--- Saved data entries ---
*-*-*

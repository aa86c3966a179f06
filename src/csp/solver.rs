//! Solver pipeline: node consistency, AC-3, then backtracking search.

use std::sync::atomic::AtomicBool;
use std::sync::Arc;
use std::time::{Duration, Instant};

use chrono::NaiveDate;
use log::debug;

use super::config::SolverConfig;
use super::domain::DomainStore;
use super::error::ModelError;
use super::graph::ConstraintGraph;
use super::model::CspModel;
use super::propagation::{ac3, node_consistency};
use super::search::{backtrack, SearchLimits, SearchOutcome};
use super::types::Constraint;

/// Status of the solver after execution.
#[derive(Debug, Clone, Copy, PartialEq, Eq)]
#[cfg_attr(feature = "serde", derive(serde::Serialize, serde::Deserialize))]
pub enum SolverStatus {
    /// A satisfying assignment was found.
    Feasible,
    /// No satisfying assignment exists.
    Infeasible,
    /// Model is invalid or malformed.
    ModelInvalid,
    /// Search hit `max_nodes` before deciding.
    NodeLimit,
    /// Search hit `time_limit_ms` before deciding.
    Timeout,
    /// Cancelled externally before deciding.
    Cancelled,
}

/// Counters collected across all solver phases.
#[derive(Debug, Clone, Copy, Default, PartialEq, Eq)]
#[cfg_attr(feature = "serde", derive(serde::Serialize, serde::Deserialize))]
pub struct SolveStats {
    /// Values removed by unary constraints.
    pub node_pruned: usize,
    /// Values removed by AC-3.
    pub arc_pruned: usize,
    /// Arcs revised by AC-3.
    pub arc_revisions: usize,
    /// Tentative assignments made during search.
    pub nodes: usize,
    /// Search dead ends.
    pub backtracks: usize,
    /// Total solve time in milliseconds.
    pub solve_time_ms: u64,
}

/// Result of a solver run.
#[derive(Debug, Clone, PartialEq, Eq)]
#[cfg_attr(feature = "serde", derive(serde::Serialize, serde::Deserialize))]
pub struct CspResult {
    /// Solver status.
    pub status: SolverStatus,
    /// One date per variable, present iff `status` is `Feasible`.
    pub assignment: Option<Vec<NaiveDate>>,
    pub stats: SolveStats,
}

impl CspResult {
    /// Creates a result with the given status and no assignment.
    pub fn empty(status: SolverStatus) -> Self {
        Self {
            status,
            assignment: None,
            stats: SolveStats::default(),
        }
    }

    /// Whether a satisfying assignment was found.
    pub fn is_solution_found(&self) -> bool {
        self.status == SolverStatus::Feasible
    }

    /// Whether the solver proved there is no solution.
    pub fn is_infeasible(&self) -> bool {
        self.status == SolverStatus::Infeasible
    }
}

/// Runs the full pipeline on a [`CspModel`].
///
/// # Examples
///
/// ```
/// use chrono::NaiveDate;
/// use u_csp::csp::{CspModel, CspRunner, Operator, SolverConfig, SolverStatus};
///
/// let d = |day| NaiveDate::from_ymd_opt(2024, 1, day).unwrap();
///
/// let mut model = CspModel::new(2, d(1), d(3));
/// model.add_binary(0, Operator::NotEqual, 1);
/// model.add_unary(0, Operator::Equal, d(1));
///
/// let result = CspRunner::run(&model, &SolverConfig::default());
/// assert_eq!(result.status, SolverStatus::Feasible);
/// assert_eq!(result.assignment, Some(vec![d(1), d(2)]));
/// ```
pub struct CspRunner;

impl CspRunner {
    /// Solves the model.
    pub fn run(model: &CspModel, config: &SolverConfig) -> CspResult {
        Self::run_with_cancel(model, config, None)
    }

    /// Solves the model with an optional cancellation token.
    ///
    /// If `cancel` is `Some` and the flag becomes `true`, search stops at the
    /// next node and the result has status `Cancelled` and no assignment.
    pub fn run_with_cancel(
        model: &CspModel,
        config: &SolverConfig,
        cancel: Option<Arc<AtomicBool>>,
    ) -> CspResult {
        if let Err(e) = model.validate() {
            debug!("rejecting model: {e}");
            return CspResult::empty(SolverStatus::ModelInvalid);
        }

        let start_time = Instant::now();
        let graph = ConstraintGraph::new(model.num_variables, &model.constraints);
        let mut stats = SolveStats::default();
        let store = prune(model, &graph, config, &mut stats);

        // An emptied domain already proves infeasibility.
        if store.has_empty_domain() {
            debug!("propagation emptied a domain; skipping search");
            stats.solve_time_ms = start_time.elapsed().as_millis() as u64;
            return CspResult {
                status: SolverStatus::Infeasible,
                assignment: None,
                stats,
            };
        }

        let limits = SearchLimits {
            max_nodes: config.max_nodes,
            deadline: (config.time_limit_ms > 0)
                .then(|| start_time + Duration::from_millis(config.time_limit_ms)),
            cancel: cancel.as_deref(),
        };
        let (outcome, search_stats) = backtrack(&store.into_vecs(), &graph, &limits);
        stats.nodes = search_stats.nodes;
        stats.backtracks = search_stats.backtracks;
        stats.solve_time_ms = start_time.elapsed().as_millis() as u64;

        let (status, assignment) = match outcome {
            SearchOutcome::Found(a) => (SolverStatus::Feasible, Some(a)),
            SearchOutcome::Exhausted => (SolverStatus::Infeasible, None),
            SearchOutcome::NodeLimit => (SolverStatus::NodeLimit, None),
            SearchOutcome::Timeout => (SolverStatus::Timeout, None),
            SearchOutcome::Cancelled => (SolverStatus::Cancelled, None),
        };
        debug!(
            "solved {} variables: {status:?} in {}ms",
            model.num_variables, stats.solve_time_ms
        );

        CspResult {
            status,
            assignment,
            stats,
        }
    }

    /// Runs the preprocessing passes only and returns the pruned domains.
    ///
    /// Returns an error if the model is invalid.
    pub fn propagate(model: &CspModel, config: &SolverConfig) -> Result<DomainStore, ModelError> {
        model.validate()?;
        let graph = ConstraintGraph::new(model.num_variables, &model.constraints);
        Ok(prune(model, &graph, config, &mut SolveStats::default()))
    }
}

fn prune(
    model: &CspModel,
    graph: &ConstraintGraph<'_>,
    config: &SolverConfig,
    stats: &mut SolveStats,
) -> DomainStore {
    let mut store = DomainStore::new(model.num_variables, model.start, model.end);
    if config.node_consistency {
        stats.node_pruned = node_consistency(&mut store, graph);
    }
    if config.arc_consistency {
        let ac = ac3(&mut store, graph);
        stats.arc_pruned = ac.removed;
        stats.arc_revisions = ac.revisions;
    }
    store
}

/// Schedules `num_variables` events between `start` and `end` (inclusive).
///
/// Returns `Ok(None)` when no assignment satisfies every constraint, and an
/// error when a constraint references a missing variable or the range is
/// inverted.
///
/// # Examples
///
/// ```
/// use chrono::NaiveDate;
/// use u_csp::csp::{solve, Constraint, Operator};
///
/// let d = |day| NaiveDate::from_ymd_opt(2024, 1, day).unwrap();
/// let constraints = [
///     Constraint::unary(0, Operator::After, d(3)),
///     Constraint::unary(0, Operator::Before, d(1)),
/// ];
/// assert_eq!(solve(1, d(1), d(3), constraints).unwrap(), None);
/// ```
pub fn solve(
    num_variables: usize,
    start: NaiveDate,
    end: NaiveDate,
    constraints: impl IntoIterator<Item = Constraint>,
) -> Result<Option<Vec<NaiveDate>>, ModelError> {
    let model = CspModel::new(num_variables, start, end).with_constraints(constraints);
    model.validate()?;
    Ok(CspRunner::run(&model, &SolverConfig::default()).assignment)
}

/// Solves independent models in parallel, one result per model, in order.
#[cfg(feature = "parallel")]
pub fn solve_batch(models: &[CspModel], config: &SolverConfig) -> Vec<CspResult> {
    use rayon::prelude::*;

    models
        .par_iter()
        .map(|model| CspRunner::run(model, config))
        .collect()
}

#[cfg(test)]
mod tests {
    use super::*;
    use crate::csp::Operator;

    fn day(d: u32) -> NaiveDate {
        NaiveDate::from_ymd_opt(2024, 1, d).unwrap()
    }

    #[test]
    fn test_empty_problem_is_feasible() {
        let model = CspModel::new(0, day(1), day(3));
        let result = CspRunner::run(&model, &SolverConfig::default());
        assert!(result.is_solution_found());
        assert_eq!(result.assignment, Some(vec![]));
    }

    #[test]
    fn test_end_to_end_pinned_order() {
        let mut model = CspModel::new(2, day(1), day(3));
        model.add_binary(0, Operator::NotEqual, 1);
        model.add_unary(0, Operator::Equal, day(1));

        let result = CspRunner::run(&model, &SolverConfig::default());
        assert_eq!(result.assignment, Some(vec![day(1), day(2)]));
        assert_eq!(result.stats.node_pruned, 2);
    }

    #[test]
    fn test_contradictory_unary_is_infeasible() {
        let mut model = CspModel::new(1, day(1), day(3));
        model.add_unary(0, Operator::After, day(3));
        model.add_unary(0, Operator::Before, day(1));

        let result = CspRunner::run(&model, &SolverConfig::default());
        assert!(result.is_infeasible());
        assert!(result.assignment.is_none());
        assert_eq!(result.stats.nodes, 0);

        // Search alone reaches the same verdict.
        let result = CspRunner::run(&model, &SolverConfig::default().search_only());
        assert!(result.is_infeasible());
        assert_eq!(result.stats.nodes, 3);
    }

    #[test]
    fn test_invalid_model_status() {
        let mut model = CspModel::new(1, day(1), day(3));
        model.add_binary(0, Operator::Before, 1);

        let result = CspRunner::run(&model, &SolverConfig::default());
        assert_eq!(result.status, SolverStatus::ModelInvalid);
        assert!(CspRunner::propagate(&model, &SolverConfig::default()).is_err());
    }

    #[test]
    fn test_propagate_binary_pruning() {
        let mut model = CspModel::new(2, day(1), day(3));
        model.add_binary(0, Operator::Before, 1);

        let store = CspRunner::propagate(&model, &SolverConfig::default()).unwrap();
        assert!(!store.contains(0, day(3)));
        assert!(!store.contains(1, day(1)));
        assert_eq!(store.total_size(), 4);
    }

    #[test]
    fn test_deterministic() {
        let mut model = CspModel::new(4, day(1), day(6));
        model.add_binary(0, Operator::Before, 1);
        model.add_binary(1, Operator::NotEqual, 2);
        model.add_binary(3, Operator::OnOrAfter, 2);
        model.add_unary(2, Operator::After, day(2));

        let config = SolverConfig::default();
        let a = CspRunner::run(&model, &config);
        let b = CspRunner::run(&model, &config);
        assert_eq!(a.assignment, b.assignment);
        assert_eq!(a.stats.nodes, b.stats.nodes);
        assert!(model.is_solution(a.assignment.as_deref().unwrap()));
    }

    #[test]
    fn test_node_limit_gives_no_partial_result() {
        let mut model = CspModel::new(3, day(1), day(2));
        model.add_binary(0, Operator::NotEqual, 1);
        model.add_binary(1, Operator::NotEqual, 2);
        model.add_binary(0, Operator::NotEqual, 2);

        let config = SolverConfig::default().with_max_nodes(2);
        let result = CspRunner::run(&model, &config);
        assert_eq!(result.status, SolverStatus::NodeLimit);
        assert!(result.assignment.is_none());
    }

    #[test]
    fn test_cancel_token() {
        let model = CspModel::new(3, day(1), day(5));
        let cancel = Arc::new(AtomicBool::new(true));
        let result = CspRunner::run_with_cancel(&model, &SolverConfig::default(), Some(cancel));
        assert_eq!(result.status, SolverStatus::Cancelled);
        assert!(result.assignment.is_none());
    }

    #[test]
    fn test_solve_rejects_bad_input() {
        let err = solve(1, day(3), day(1), []).unwrap_err();
        assert!(matches!(err, ModelError::InvalidRange { .. }));

        let err = solve(1, day(1), day(3), [Constraint::unary(1, Operator::Equal, day(1))])
            .unwrap_err();
        assert!(matches!(err, ModelError::VariableOutOfRange { index: 1, .. }));
    }

    #[test]
    fn test_solve_multi_month() {
        let start = NaiveDate::from_ymd_opt(2024, 1, 30).unwrap();
        let end = NaiveDate::from_ymd_opt(2024, 2, 2).unwrap();
        let constraints = [
            Constraint::binary(0, Operator::Before, 1),
            Constraint::binary(1, Operator::Before, 2),
            Constraint::unary(2, Operator::OnOrAfter, NaiveDate::from_ymd_opt(2024, 2, 2).unwrap()),
        ];
        let assignment = solve(3, start, end, constraints).unwrap().unwrap();
        assert_eq!(
            assignment,
            vec![
                NaiveDate::from_ymd_opt(2024, 1, 30).unwrap(),
                NaiveDate::from_ymd_opt(2024, 1, 31).unwrap(),
                NaiveDate::from_ymd_opt(2024, 2, 2).unwrap(),
            ]
        );
    }

    #[cfg(feature = "parallel")]
    #[test]
    fn test_solve_batch_matches_sequential() {
        let models: Vec<CspModel> = (1..=5)
            .map(|k| {
                let mut m = CspModel::new(k, day(1), day(4));
                for i in 1..k {
                    m.add_binary(i - 1, Operator::OnOrBefore, i);
                }
                m
            })
            .collect();
        let config = SolverConfig::default();
        let batch = solve_batch(&models, &config);
        assert_eq!(batch.len(), models.len());
        for (model, result) in models.iter().zip(&batch) {
            let sequential = CspRunner::run(model, &config);
            assert_eq!(result.status, sequential.status);
            assert_eq!(result.assignment, sequential.assignment);
        }
    }
}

*-*-*

--- Work to be completed ---
Up to and including the last line above, starting with the line that contains "for i in 1..k", return each line exactly and nothing else.

--- Task result ---
                for i in 1..k {
                    m.add_binary(i - 1, Operator::OnOrBefore, i);
                }
                m
            })
            .collect();
        let config = SolverConfig::default();
        let batch = solve_batch(&models, &config);
        assert_eq!(batch.len(), models.len());
        for (model, result) in models.iter().zip(&batch) {
            let sequential = CspRunner::run(model, &config);
            assert_eq!(result.status, sequential.status);
            assert_eq!(result.assignment, sequential.assignment);
        }
    }
}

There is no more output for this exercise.